Because I believe it is nearly impossibly hard for the average shopper to answer the question -- which bread is most nutritious? -- I do NOT blame individuals in our society for obesity, and I don't think you should, either. Don't get me wrong: I believe we all have responsibility for how we use our feet and our forks every day. But we cannot blame individuals for an 'obesigenic' environment.

We need both public policy, and personal responsibility; we need to both cultivate will, and pave the way. The body politic must pave the way to better health -- the individual must then assume responsibility for walking it. We can no more expect people to achieve health despite an environment that encourages and actively markets the converse, than we can expect individuals to ride effortlessly to health on the shoulders of public policy.
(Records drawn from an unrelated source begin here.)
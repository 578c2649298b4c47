//! [RFC9420 Sec.6](https://www.rfc-editor.org/rfc/rfc9420.html#section-6) Message Framing
//!
//! Everything the engine hands to the transport: encrypted messages
//! ([`MlsCiphertext`]), the commits they carry, and the [`Welcome`] messages
//! that bring new members in.

#[cfg(test)]
mod framing_test;

pub mod ciphertext;
pub mod commit;
pub mod proposal;
pub mod welcome;

use bytes::{Buf, BufMut};

pub use self::ciphertext::MlsCiphertext;
pub use self::commit::{Commit, SignedCommit};
pub use self::proposal::{AddProposal, Proposal, RemoveProposal, UpdateProposal};
pub use self::welcome::{GroupInfo, GroupSecrets, Welcome};
use crate::mls::utilities::error::{Error, Result};
use crate::mls::utilities::serde::{Deserializer, Serializer};

/// What an [`MlsCiphertext`] carries.
#[derive(Default, Debug, Copy, Clone, Eq, PartialEq, Hash)]
#[repr(u8)]
pub enum ContentType {
    #[default]
    Application = 1,
    Commit = 2,
}

impl TryFrom<u8> for ContentType {
    type Error = Error;

    fn try_from(v: u8) -> Result<Self> {
        match v {
            1 => Ok(ContentType::Application),
            2 => Ok(ContentType::Commit),
            _ => Err(Error::InvalidEnumValue(u16::from(v))),
        }
    }
}

impl Deserializer for ContentType {
    fn deserialize<B>(buf: &mut B) -> Result<Self>
    where
        Self: Sized,
        B: Buf,
    {
        if !buf.has_remaining() {
            return Err(Error::BufferTooSmall);
        }
        ContentType::try_from(buf.get_u8())
    }
}

impl Serializer for ContentType {
    fn serialize<B>(&self, buf: &mut B) -> Result<()>
    where
        Self: Sized,
        B: BufMut,
    {
        buf.put_u8(*self as u8);
        Ok(())
    }
}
Right now, most individuals simply cannot take responsibility for eating well because they are too disempowered. The do not know that marinara sauce routinely has more added sugar than ice cream topping; they do not know that breakfast cereals are routinely more concentrated sources of sodium than potato chips; they do not know fat-reduced peanut butter is less nutritious than regular due to added sugar and salt; they do not know that salt-reduced products routinely have added sugar and fat, sugar-reduced products routinely have added salt; they do not know that a 'multigrain' bread may contain no whole grains!

And why should they? Why should the busy mom dashing through a supermarket have to be a nutrition expert to make choices that are actually good for her and her family? Why should she need to figure out how to put together a lot of nutrient details, and interpret (or dismiss) impressive-sounding but misleading marketing messages just ... to buy a loaf of bread?

She shouldn't. If we made an objective, reliable, expert measure of overall nutritional quality for every food available at a glance to all, she wouldn't have to.

The average shopper is no dummy -- but he or she is not a Ph.D. in nutritional biochemistry either. He or she needs guidance to more nutritious foods. Guidance that is universal and trustworthy.

The average shopper should eat more foods that are 'food'. But they need help to get there from here. They need GPS for a very complicated modern foodscape that can undermine the best intentions of anyone but a truly expert navigator.

In 2003, we needed a food supply for dummies. We still do.